BP also recently announced it would be suspending its dividend payments until the oil leak is fixed and negotiations with the US for compensation for coastline damage have been resolved.

Final Salary Schemes

If you have a final salary scheme, you should consider yourself fortunate. Your pension benefits are guaranteed and it is the responsibility of your pension provider to ensue that they have the funding in place to pay your pension. Your pension amount will depend on your salary level and the number of years you have worked at your company.

Money Purchase Pension Schemes

Those of us who do not have a final salary scheme will have instead a money purchase or defined contribution scheme. In such a scheme the employee and employer pay contributions into the pension pot, with the aim of investing them wisely enough to build up a large pension fund. Personal pension plans are also Money Purchase schemes.

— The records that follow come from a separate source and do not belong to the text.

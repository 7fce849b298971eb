//! Per-transaction authorization state machine.

use serde::{Deserialize, Serialize};

use super::{
    check_signer, signing_payload, DidSignature, DidSigner, Transaction, TransactionAuthorization,
    UnknownMethodPolicy,
};
use crate::crypto::ss58;
use crate::error::{Error, Result};
use crate::identity::{KiltDidInfo, VerificationRelationship};

/// Where an [`AuthorizationRequest`] is in its lifecycle
#[derive(Debug, Clone, Copy, PartialEq, Eq, Hash, Serialize, Deserialize)]
#[serde(rename_all = "camelCase")]
pub enum AuthorizationState {
    /// Created, nothing resolved yet
    Pending,
    /// Required relationship known
    RelationshipResolved,
    /// Nonce fixed
    NonceAssigned,
    /// DID signature produced
    Signed,
    /// Authorization handed out
    Authorized,
    /// A step failed; the request cannot continue
    Failed,
}

impl AuthorizationState {
    /// State name
    pub fn as_str(&self) -> &'static str {
        match self {
            AuthorizationState::Pending => "pending",
            AuthorizationState::RelationshipResolved => "relationshipResolved",
            AuthorizationState::NonceAssigned => "nonceAssigned",
            AuthorizationState::Signed => "signed",
            AuthorizationState::Authorized => "authorized",
            AuthorizationState::Failed => "failed",
        }
    }

    /// Whether no further step is possible
    pub fn is_terminal(&self) -> bool {
        matches!(self, AuthorizationState::Authorized | AuthorizationState::Failed)
    }
}

impl std::fmt::Display for AuthorizationState {
    fn fmt(&self, f: &mut std::fmt::Formatter<'_>) -> std::fmt::Result {
        f.write_str(self.as_str())
    }
}

/// One transaction moving towards a [`TransactionAuthorization`]
///
/// Steps must be called in order: [`resolve`](Self::resolve),
/// [`assign_nonce`](Self::assign_nonce), [`sign`](Self::sign),
/// [`finish`](Self::finish). Any error, including an out-of-order call,
/// leaves the request in [`AuthorizationState::Failed`].
#[derive(Debug)]
pub struct AuthorizationRequest<'a, T> {
    transaction: &'a T,
    state: AuthorizationState,
    relationship: Option<VerificationRelationship>,
    nonce: Option<u64>,
    signature: Option<DidSignature>,
}

impl<'a, T: Transaction> AuthorizationRequest<'a, T> {
    /// Start a request for `transaction`
    pub fn new(transaction: &'a T) -> Self {
        Self {
            transaction,
            state: AuthorizationState::Pending,
            relationship: None,
            nonce: None,
            signature: None,
        }
    }

    /// Current state
    pub fn state(&self) -> AuthorizationState {
        self.state
    }

    /// The transaction being authorized
    pub fn transaction(&self) -> &T {
        self.transaction
    }

    /// Resolved relationship, once known
    pub fn relationship(&self) -> Option<VerificationRelationship> {
        self.relationship
    }

    /// Assigned nonce, once fixed
    pub fn nonce(&self) -> Option<u64> {
        self.nonce
    }

    /// Look up the relationship the transaction's namespace requires
    pub fn resolve(&mut self, policy: UnknownMethodPolicy) -> Result<VerificationRelationship> {
        self.require_state(AuthorizationState::Pending, "resolve")?;
        let relationship = policy
            .resolve(self.transaction.namespace())
            .map_err(|e| self.fail(e))?;
        self.relationship = Some(relationship);
        self.state = AuthorizationState::RelationshipResolved;
        Ok(relationship)
    }

    /// Fix the nonce the signature will cover
    pub fn assign_nonce(&mut self, nonce: u64) -> Result<()> {
        self.require_state(AuthorizationState::RelationshipResolved, "assign_nonce")?;
        self.nonce = Some(nonce);
        self.state = AuthorizationState::NonceAssigned;
        Ok(())
    }

    /// Sign `(transaction, nonce, submitter)` with the DID key
    ///
    /// ## Errors
    ///
    /// - [`Error::WrongRelationship`] if the DID key holds another relationship
    /// - [`Error::SignerMismatch`] if `signer` is not the DID key
    /// - [`Error::InvalidAddress`] if `submitter` is not an SS58 address
    pub fn sign<S: DidSigner + ?Sized>(
        &mut self,
        did: &KiltDidInfo,
        submitter: &str,
        signer: &S,
    ) -> Result<&DidSignature> {
        self.require_state(AuthorizationState::NonceAssigned, "sign")?;
        let (relationship, nonce) = match (self.relationship, self.nonce) {
            (Some(relationship), Some(nonce)) => (relationship, nonce),
            _ => {
                return Err(self.fail(Error::Internal(
                    "nonce-assigned request without relationship or nonce".into(),
                )))
            }
        };

        let signature = self
            .produce_signature(did, relationship, nonce, submitter, signer)
            .map_err(|e| self.fail(e))?;
        self.state = AuthorizationState::Signed;
        Ok(self.signature.insert(signature))
    }

    /// Hand out the finished authorization
    pub fn finish(&mut self, did: &KiltDidInfo) -> Result<TransactionAuthorization<T>>
    where
        T: Clone,
    {
        self.require_state(AuthorizationState::Signed, "finish")?;
        let signature = match self.signature.clone() {
            Some(signature) => signature,
            None => {
                let err = Error::Internal("signed request without signature".into());
                return Err(self.fail(err));
            }
        };
        if signature.key_uri != did.key_uri() {
            return Err(self.fail(Error::SignerMismatch(did.key_uri())));
        }
        self.state = AuthorizationState::Authorized;
        Ok(TransactionAuthorization {
            transaction: self.transaction.clone(),
            did: did.clone(),
            signature,
        })
    }

    fn produce_signature<S: DidSigner + ?Sized>(
        &self,
        did: &KiltDidInfo,
        relationship: VerificationRelationship,
        nonce: u64,
        submitter: &str,
        signer: &S,
    ) -> Result<DidSignature> {
        if did.verification_relationship() != relationship {
            return Err(Error::WrongRelationship {
                expected: relationship,
                actual: did.verification_relationship(),
            });
        }
        check_signer(did, signer)?;
        if !ss58::validate_address(submitter) {
            return Err(Error::InvalidAddress("submitter is not an SS58 address".into()));
        }

        let payload = signing_payload(self.transaction, nonce, submitter)?;
        let signature = signer.sign(&payload)?;

        Ok(DidSignature {
            key_uri: did.key_uri(),
            signature,
            verification_relationship: relationship,
            nonce,
            submitter: submitter.to_string(),
        })
    }

    fn require_state(&mut self, expected: AuthorizationState, step: &str) -> Result<()> {
        if self.state != expected {
            let err = Error::InvalidStateTransition(format!(
                "{} requires state {}, request is {}",
                step, expected, self.state
            ));
            return Err(self.fail(err));
        }
        Ok(())
    }

    fn fail(&mut self, err: Error) -> Error {
        self.state = AuthorizationState::Failed;
        err
    }
}

// ============================================================================
// TESTS
// ============================================================================
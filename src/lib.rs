//! # KILT DID Core
//!
//! Deterministic key derivation, SS58 addressing and DID-based extrinsic
//! authorization for KILT identity wallets.
//!
//! ## Architecture Overview
//!
//! ```text
//! ┌─────────────────────────────────────────────────────────────────────────┐
//! │                         KILT DID CORE MODULES                           │
//! ├─────────────────────────────────────────────────────────────────────────┤
//! │                                                                         │
//! │  ┌──────────────────┐   ┌──────────────────┐   ┌───────────────────┐   │
//! │  │     Crypto       │   │     Identity     │   │   Authorization   │   │
//! │  │                  │   │                  │   │                   │   │
//! │  │ - SS58 encoder   │──►│ - did:kilt       │──►│ - Relationship    │   │
//! │  │ - Junctions      │   │ - Method table   │   │   resolver        │   │
//! │  │ - Key derivation │   │ - Recovery       │   │ - Nonces          │   │
//! │  │ - Signatures     │   │   phrase         │   │ - Batch signing   │   │
//! │  └──────────────────┘   └──────────────────┘   └───────────────────┘   │
//! │           ▲                      ▲                       ▲             │
//! │           └──────────────────────┼───────────────────────┘             │
//! │                                  │                                      │
//! │                     ┌────────────┴────────────┐                        │
//! │                     │   FFI (feature "ffi")   │                        │
//! │                     │  JSON dispatcher, C API,│                        │
//! │                     │  Android JNI            │                        │
//! │                     └─────────────────────────┘                        │
//! │                                                                         │
//! └─────────────────────────────────────────────────────────────────────────┘
//! ```
//!
//! ## Module Hierarchy
//!
//! - [`error`] - Error types for the entire library
//! - [`crypto`] - SS58 addresses, derivation paths, key pairs, signatures
//! - [`identity`] - KILT DIDs, verification relationships, recovery phrases
//! - [`authorization`] - Relationship resolution and (batch) extrinsic authorization
//!
//! ## Security Model
//!
//! ```text
//! ┌─────────────────────────────────────────────────────────────────────────┐
//! │                          SECURITY RULES                                 │
//! ├─────────────────────────────────────────────────────────────────────────┤
//! │                                                                         │
//! │  1. Every call is a pure function of its inputs. No caches, no         │
//! │     globals, no key material retained after a call returns.            │
//! │                                                                         │
//! │  2. Mnemonics, passwords, seeds and private keys never appear in       │
//! │     logs, error messages or Debug output.                              │
//! │                                                                         │
//! │  3. A key from the identity-only hash fallback has its own type and    │
//! │     cannot sign.                                                       │
//! │                                                                         │
//! │  4. An extrinsic is only signed by a DID key holding the relationship  │
//! │     its method namespace requires.                                     │
//! │                                                                         │
//! └─────────────────────────────────────────────────────────────────────────┘
//! ```

#![warn(missing_docs)]
#![warn(rustdoc::missing_crate_level_docs)]
#![cfg_attr(docsrs, feature(doc_cfg))]

// ============================================================================
// MODULE DECLARATIONS
// ============================================================================

pub mod authorization;
pub mod crypto;
pub mod error;
pub mod identity;

#[cfg(feature = "ffi")]
pub mod ffi;

// ============================================================================
// RE-EXPORTS
// ============================================================================

pub use authorization::{Authorizer, UnknownMethodPolicy};
pub use crypto::{FallbackPolicy, KeyDerivationService, NetworkPrefix};
pub use error::{Error, Result};
pub use identity::{Identity, KiltDidInfo, PublicIdentity, VerificationRelationship};

use serde::{Deserialize, Serialize};

// ============================================================================
// CONFIGURATION
// ============================================================================

/// Default first nonce of a batch when the caller supplies none
pub const DEFAULT_START_NONCE: u64 = 1;

/// Configuration for the derivation and authorization services
///
/// Passed explicitly to every constructor that needs it.
///
/// ```text
/// {
///   "addressPrefix": 38,
///   "unknownMethodPolicy": "defaultToAuthentication",
///   "fallbackPolicy": "disabled",
///   "defaultStartNonce": 1,
///   "verboseLogging": false
/// }
/// ```
#[derive(Debug, Clone, PartialEq, Eq, Serialize, Deserialize)]
#[serde(default, rename_all = "camelCase")]
pub struct CoreConfig {
    /// Prefix for generic address helpers
    pub address_prefix: NetworkPrefix,
    /// What to do with a method namespace outside the relationship table
    pub unknown_method_policy: UnknownMethodPolicy,
    /// Whether the identity-only hash fallback may run
    pub fallback_policy: FallbackPolicy,
    /// Nonce used when a caller passes none
    pub default_start_nonce: u64,
    /// Enable verbose logging
    pub verbose_logging: bool,
}

impl Default for CoreConfig {
    fn default() -> Self {
        Self {
            address_prefix: NetworkPrefix::KILT,
            unknown_method_policy: UnknownMethodPolicy::default(),
            fallback_policy: FallbackPolicy::default(),
            default_start_nonce: DEFAULT_START_NONCE,
            verbose_logging: cfg!(feature = "verbose-logging"),
        }
    }
}

impl CoreConfig {
    /// Parse a JSON configuration; missing fields take their defaults
    pub fn from_json(json: &str) -> Result<Self> {
        let config: Self =
            serde_json::from_str(json).map_err(|e| Error::InvalidConfig(e.to_string()))?;
        config.validate()?;
        Ok(config)
    }

    /// Load a JSON configuration file
    pub fn from_file(path: impl AsRef<std::path::Path>) -> Result<Self> {
        let path = path.as_ref();
        let json = std::fs::read_to_string(path).map_err(|e| {
            Error::InvalidConfig(format!("cannot read {}: {}", path.display(), e))
        })?;
        Self::from_json(&json)
    }

    /// Check the configuration for values no service accepts
    pub fn validate(&self) -> Result<()> {
        NetworkPrefix::new(self.address_prefix.value())
            .map_err(|e| Error::InvalidConfig(e.to_string()))?;
        if self.default_start_nonce == u64::MAX {
            return Err(Error::InvalidConfig(
                "defaultStartNonce leaves no room for a second nonce".into(),
            ));
        }
        Ok(())
    }
}

// ============================================================================
// VERSION INFO
// ============================================================================

/// Returns the version of KILT DID Core
pub fn version() -> &'static str {
    env!("CARGO_PKG_VERSION")
}

/// Returns build information for debugging
pub fn build_info() -> BuildInfo {
    BuildInfo {
        version: env!("CARGO_PKG_VERSION"),
        #[cfg(target_os = "ios")]
        target: "ios",
        #[cfg(target_os = "android")]
        target: "android",
        #[cfg(target_os = "macos")]
        target: "macos",
        #[cfg(target_os = "linux")]
        target: "linux",
        #[cfg(target_os = "windows")]
        target: "windows",
        #[cfg(not(any(
            target_os = "ios",
            target_os = "android",
            target_os = "macos",
            target_os = "linux",
            target_os = "windows"
        )))]
        target: "unknown",
        profile: if cfg!(debug_assertions) {
            "debug"
        } else {
            "release"
        },
    }
}

/// Build information for debugging
#[derive(Debug, Clone, Serialize)]
pub struct BuildInfo {
    /// Crate version
    pub version: &'static str,
    /// Target operating system
    pub target: &'static str,
    /// Build profile (debug/release)
    pub profile: &'static str,
}

// ============================================================================
// TESTS
// ============================================================================

#[cfg(test)]
mod tests {
    use super::*;
    use std::io::Write;

    #[test]
    fn test_version() {
        assert!(!version().is_empty());
    }

    #[test]
    fn test_build_info() {
        let info = build_info();
        assert_eq!(info.version, version());
    }

    #[test]
    fn test_config_defaults() {
        let config = CoreConfig::default();
        assert_eq!(config.address_prefix, NetworkPrefix::KILT);
        assert_eq!(
            config.unknown_method_policy,
            UnknownMethodPolicy::DefaultToAuthentication
        );
        assert_eq!(config.fallback_policy, FallbackPolicy::Disabled);
        assert_eq!(config.default_start_nonce, 1);
        assert!(config.validate().is_ok());
    }

    #[test]
    fn test_config_from_json_partial() {
        let config = CoreConfig::from_json(r#"{"unknownMethodPolicy":"reject","addressPrefix":0}"#)
            .unwrap();
        assert_eq!(config.unknown_method_policy, UnknownMethodPolicy::Reject);
        assert_eq!(config.address_prefix, NetworkPrefix::POLKADOT);
        assert_eq!(config.default_start_nonce, DEFAULT_START_NONCE);
    }

    #[test]
    fn test_config_rejects_reserved_prefix() {
        let result = CoreConfig::from_json(r#"{"addressPrefix":46}"#);
        assert!(matches!(result, Err(Error::InvalidConfig(_))));

        let result = CoreConfig::from_json(r#"{"defaultStartNonce":18446744073709551615}"#);
        assert!(matches!(result, Err(Error::InvalidConfig(_))));
    }

    #[test]
    fn test_config_from_file() {
        let mut file = tempfile::NamedTempFile::new().unwrap();
        write!(file, r#"{{"fallbackPolicy":"identityOnly","verboseLogging":true}}"#).unwrap();

        let config = CoreConfig::from_file(file.path()).unwrap();
        assert_eq!(config.fallback_policy, FallbackPolicy::IdentityOnly);
        assert!(config.verbose_logging);

        assert!(CoreConfig::from_file("/definitely/not/here.json").is_err());
    }
}
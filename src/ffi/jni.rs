//! # JNI Bindings
//!
//! Android entry point for `io.kilt.wallet.core.KiltCore`:
//!
//! ```text
//! external fun call(method: String, args: String): String
//! ```
//!
//! The returned string is always a JSON envelope, either
//! `{"ok":true,"data":<result>}` or
//! `{"ok":false,"error":{"code":..,"message":".."}}`.

#![cfg(all(feature = "ffi", target_os = "android"))]

use jni::objects::{JClass, JString};
use jni::sys::jstring;
use jni::JNIEnv;

use super::dispatcher::{self, DResult};

fn envelope(result: DResult) -> String {
    match result {
        Ok(data) => {
            let data: serde_json::Value =
                serde_json::from_str(&data).unwrap_or(serde_json::Value::String(data));
            serde_json::json!({ "ok": true, "data": data }).to_string()
        }
        Err((code, message)) => {
            serde_json::json!({ "ok": false, "error": { "code": code, "message": message } })
                .to_string()
        }
    }
}

#[no_mangle]
pub extern "system" fn Java_io_kilt_wallet_core_KiltCore_call<'local>(
    mut env: JNIEnv<'local>,
    _class: JClass<'local>,
    method: JString<'local>,
    args: JString<'local>,
) -> jstring {
    let method: Result<String, _> = env.get_string(&method).map(String::from);
    let args: Result<String, _> = env.get_string(&args).map(String::from);

    let json = match (method, args) {
        (Ok(method), Ok(args)) => envelope(dispatcher::dispatch(&method, &args)),
        _ => envelope(Err((1, "Invalid JNI string argument".to_string()))),
    };

    match env.new_string(json) {
        Ok(output) => output.into_raw(),
        Err(e) => {
            tracing::error!(error = %e, "Cannot allocate JNI result string");
            std::ptr::null_mut()
        }
    }
}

As a result, these types of pension are very dependent on the performance of their investments. Most pension funds have a large holding in BP, with some holding up to as much as 8% of the total fund invested in just BP shares alone. That’s because BP used to represent 8% of the total size of the FTSE 100 index.

So what has happened to your pension since BP’s demise? Well the chances are that your pension fund will have fallen in value over the last few months, as a result of BP’s problems, although stockmarkets across the world have also fallen heavily this year, so BP should not be considered in total isolation.

Even if your pension fund has 8% invested in BP, it is worth remembering that 92% will be invested in other companies. That’s because all investment funds, including pensions, rely on diversification: spreading their money across a number of companies to make sure that returns will not be too heavily affected by the fall of a single stock.

Pension funds usually diversify into other types of investment as well, including bonds, property and cash, so one single investment will ever have too great an influence on the performance of the portfolio as a whole.

Ironically, if you are an employee of BP, you shouldn’t worry about your pension on top of all your other concerns. BP’s pension fund is one of the few pensions to not hold any BP shares.